Un secteur Biologie-Santé en grande forme

« Sur les 15 premiers déposants de brevets du territoire des Hauts-de-France, 12 sont issus de la filière Santé Nutrition », indique Etienne Vervaecke, attestant de la vitalité du secteur et de son importance dans l’activité et les développements locaux. Une tendance de fond se développe actuellement au carrefour de la nutrition et de la santé, avec l’essor de produits alimentaires à visée bénéfique sur le plan sanitaire. La région tient à parier sur l’émergence de cette filière, comme en témoignent les travaux variés du pôle de compétitivité Nutrition Santé Longévité (NSL) qui se penchent aussi bien sur l’innovation thérapeutique et diagnostique, que nutritionnelle. « De grandes entreprises agroalimentaires membres du pôle NSL comme Bonduelle ou Ingredia s’investissent de plus en plus en activités de R&D pour élaborer cette offre d’avenir », indique Etienne Vervaecke. Les produits anti-stress de la société Ingredia, les substituts au sucre produits par Roquette, ou encore Lesaffre et ses levures ayant des propriétés intéressantes contre le diabète et pour le confort intestinal, figurent parmi les grandes réussites de la région.

Les projets relatifs aux pathologies liées aux troubles métaboliques et au vieillissement constituent un autre axe majeur de développement. Les professionnels s’appuient sur une recherche académique de qualité qui sert de socle essentiel pour mener des projets dans le champ des maladies cardio-métaboliques, neurodégénératives, gastro-intestinales. Certains projets de recherche collaborative jouent un rôle central, à l’instar de l’entreprise Alzprotect, qui œuvre dans le développement de médicaments pour le traitement de la maladie d’Alzheimer, en collaboration avec le laboratoire d’excellence Distalz, positionné sur l’étude de solutions innovantes pour contrer cette pathologie.

Des TIC de pointe

Au dernier CES (Consumer Electronic Show) de Las Vegas, la plus grande vitrine high-tech du monde, les nouvelles technologies des Hauts-de-France étaient sous les feux de la rampe, à l’image de la start-up Giroptic, incubée au sein du pôle de la métropole lilloise EuraTechnologie, et à l’origine de la création d’une caméra capable de filmer à 360°. Eliocity, autre jeune star du Nord, a également brillé avec son boîtier Xee Connect qui permet de rendre une voiture entièrement connectée grâce à une quinzaine d’applications prévues pour des contrôles à distance. Des acteurs qui sont les témoins de l’émergence d’une filière promise à un bel avenir dans la région.

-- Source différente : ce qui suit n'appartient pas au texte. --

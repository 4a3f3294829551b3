//! Aggregates over drained collections
//!
//! Totals are computed from the items actually received, never from the
//! page-size hint that was requested.

use crate::error::{Error, Result};
use futures::{Stream, TryStreamExt};
use serde::Serialize;
use serde_json::Value;

/// Count, sum and mean of a numeric field
#[derive(Debug, Clone, Copy, Default, PartialEq, Serialize)]
pub struct Summary {
    /// Number of items folded in
    pub count: u64,
    /// Sum of the field over all items
    pub sum: f64,
}

impl Summary {
    /// Fold one value in
    pub fn add(&mut self, value: f64) {
        self.count += 1;
        self.sum += value;
    }

    /// Arithmetic mean, `None` for an empty collection
    pub fn mean(&self) -> Option<f64> {
        (self.count > 0).then(|| self.sum / self.count as f64)
    }

    /// Summarize a numeric JSON `field` over an item stream
    ///
    /// An item without a numeric `field` is an error. On any error the
    /// partial totals are dropped.
    pub async fn collect<S>(items: S, field: &str) -> Result<Self>
    where
        S: Stream<Item = Result<Value>>,
    {
        Self::collect_by(items, |item: &Value| {
            item.get(field).and_then(Value::as_f64).ok_or_else(|| {
                Error::Other(format!("item {item} has no numeric field '{field}'"))
            })
        })
        .await
    }

    /// Summarize typed items with an extractor
    pub async fn collect_by<S, T, F>(items: S, mut extract: F) -> Result<Self>
    where
        S: Stream<Item = Result<T>>,
        F: FnMut(&T) -> Result<f64>,
    {
        items
            .try_fold(Self::default(), |mut summary, item| {
                let value = extract(&item);
                async move {
                    summary.add(value?);
                    Ok(summary)
                }
            })
            .await
    }
}
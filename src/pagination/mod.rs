//! Pagination module
//!
//! Reads a REST collection that hands out continuation references.
//!
//! # Overview
//!
//! The first request carries a page-size hint (`$top`). Every response may
//! name where the next page lives, either in a `Link` header or in a field
//! of a wrapped body. The reader follows that reference verbatim until a
//! response names none.

mod reader;
mod strategies;
mod types;

pub use reader::{Cursor, PageReader};
pub use strategies::{strategy_for, BodyFieldStrategy, LinkHeaderStrategy};
pub use types::{
    Continuation, ContinuationShape, ContinuationStrategy, Page, StaleReferencePolicy,
    DEFAULT_PAGE_SIZE_PARAM,
};
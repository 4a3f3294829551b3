//! Pagination types and traits
//!
//! Defines the page and continuation abstractions shared by the reader and
//! every continuation strategy.

use crate::error::Result;
use reqwest::header::HeaderMap;
use serde::{Deserialize, Serialize};
use serde_json::Value;
use url::Url;

/// Default query parameter carrying the page-size hint
pub const DEFAULT_PAGE_SIZE_PARAM: &str = "$top";

/// Where the server left the way to the next page
///
/// The token is opaque: it is never rebuilt from its parts. It is held as
/// a parsed [`Url`], so characters a URL may not carry raw (spaces, `'` or
/// `"` in a `$skiptoken`) are percent-encoded once when the reference is
/// taken in. Already-encoded references pass through byte for byte.
#[derive(Debug, Clone, PartialEq, Eq, Default)]
pub enum Continuation {
    /// The collection is exhausted
    #[default]
    NoMore,
    /// Request target of the next page
    Token(Url),
}

impl Continuation {
    /// Check if another page can be requested
    pub fn has_more(&self) -> bool {
        matches!(self, Self::Token(_))
    }

    /// Borrow the next request target, if any
    pub fn token(&self) -> Option<&Url> {
        match self {
            Self::Token(url) => Some(url),
            Self::NoMore => None,
        }
    }
}

/// One response unit: items in server order plus the way forward
#[derive(Debug, Clone, PartialEq)]
pub struct Page<T> {
    /// Items of this page, in server order
    pub items: Vec<T>,
    /// Continuation extracted from the response
    pub continuation: Continuation,
}

impl<T> Page<T> {
    /// Create a page
    pub fn new(items: Vec<T>, continuation: Continuation) -> Self {
        Self {
            items,
            continuation,
        }
    }

    /// The well-formed empty last page
    pub fn terminal() -> Self {
        Self::new(Vec::new(), Continuation::NoMore)
    }

    /// Number of items in the page
    pub fn len(&self) -> usize {
        self.items.len()
    }

    /// Check if the page has no items
    ///
    /// An empty page may still carry a continuation.
    pub fn is_empty(&self) -> bool {
        self.items.is_empty()
    }

    /// Check if this is the last page of the collection
    pub fn is_last(&self) -> bool {
        !self.continuation.has_more()
    }
}

/// Which response shape carries the continuation
///
/// A reader is bound to exactly one shape; the two are never mixed.
#[derive(Debug, Clone, PartialEq, Eq, Serialize, Deserialize)]
#[serde(tag = "type", rename_all = "snake_case")]
pub enum ContinuationShape {
    /// `Link` response header, body is a bare JSON array of items
    LinkHeader {
        /// Relation to follow
        #[serde(default = "default_rel")]
        rel: String,
    },
    /// Field in a wrapped JSON body: `{"results": [...], "nextLink": "..."}`
    BodyField {
        /// Field holding the items array
        #[serde(default = "default_results_field")]
        results: String,
        /// Field holding the next request target
        #[serde(default = "default_next_link_field")]
        next_link: String,
    },
}

impl Default for ContinuationShape {
    fn default() -> Self {
        Self::link_header()
    }
}

impl ContinuationShape {
    /// Link header shape following `rel=next`
    pub fn link_header() -> Self {
        Self::LinkHeader { rel: default_rel() }
    }

    /// Wrapped body shape with `results` and `nextLink`
    pub fn body_field() -> Self {
        Self::BodyField {
            results: default_results_field(),
            next_link: default_next_link_field(),
        }
    }
}

fn default_rel() -> String {
    "next".to_string()
}

fn default_results_field() -> String {
    "results".to_string()
}

fn default_next_link_field() -> String {
    "nextLink".to_string()
}

/// What the server is assumed to do when a continuation it already
/// considers exhausted is followed again
#[derive(Debug, Clone, Copy, PartialEq, Eq, Default, Serialize, Deserialize)]
#[serde(rename_all = "snake_case")]
pub enum StaleReferencePolicy {
    /// Server answers 2xx with an empty page; any other status is an error
    #[default]
    ExpectEmptyPage,
    /// 404 or 410 on a continuation request reads as the empty last page
    NotFoundIsEmpty,
}

impl StaleReferencePolicy {
    /// Check if a continuation request failing with `status` ends the cursor
    pub fn treats_as_exhausted(self, status: u16) -> bool {
        match self {
            Self::ExpectEmptyPage => false,
            Self::NotFoundIsEmpty => matches!(status, 404 | 410),
        }
    }
}

/// Splits a decoded response into items and continuation
pub trait ContinuationStrategy: Send + Sync + std::fmt::Debug {
    /// Extract the continuation from a response received from `url`
    ///
    /// Relative references resolve against `url`.
    fn continuation(&self, url: &Url, headers: &HeaderMap, body: &Value) -> Result<Continuation>;

    /// Extract the items array from a collection response body
    fn items(&self, url: &Url, body: Value) -> Result<Vec<Value>>;
}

Plusieurs structures de recherche s’apprêtent à jouer un rôle déterminant dans l’essor de ces activités, à l’image du Labex MS2T, consacré à la maîtrise des systèmes complexes. Son rôle est essentiellement d’apporter des améliorations en termes de sécurité et de robustesse, notamment en matière d’interaction et de coopération entre systèmes (traitement distribué, gestion des flux…), de gestion des incertitudes par la modélisation numérique. L’Université numérique régionale de Picardie (UNRP) joue elle aussi un rôle clé dans l’évolution rapide du secteur, en particulier en raison de son modèle original visant à rapprocher le monde académique de celui des transferts de technologies et des entreprises du territoire. Outre les rapprochements avec les centres de recherche et d’innovation, l’UNRP œuvre dans deux grands domaines : d’une part, la mise en place cohérente de plateformes en mutualisant des équipements pour le calcul de haute performance, le stockage de données, la simulation numérique et la visualisation de données, d’autre part la mise en place d’équipements de réalité virtuelle.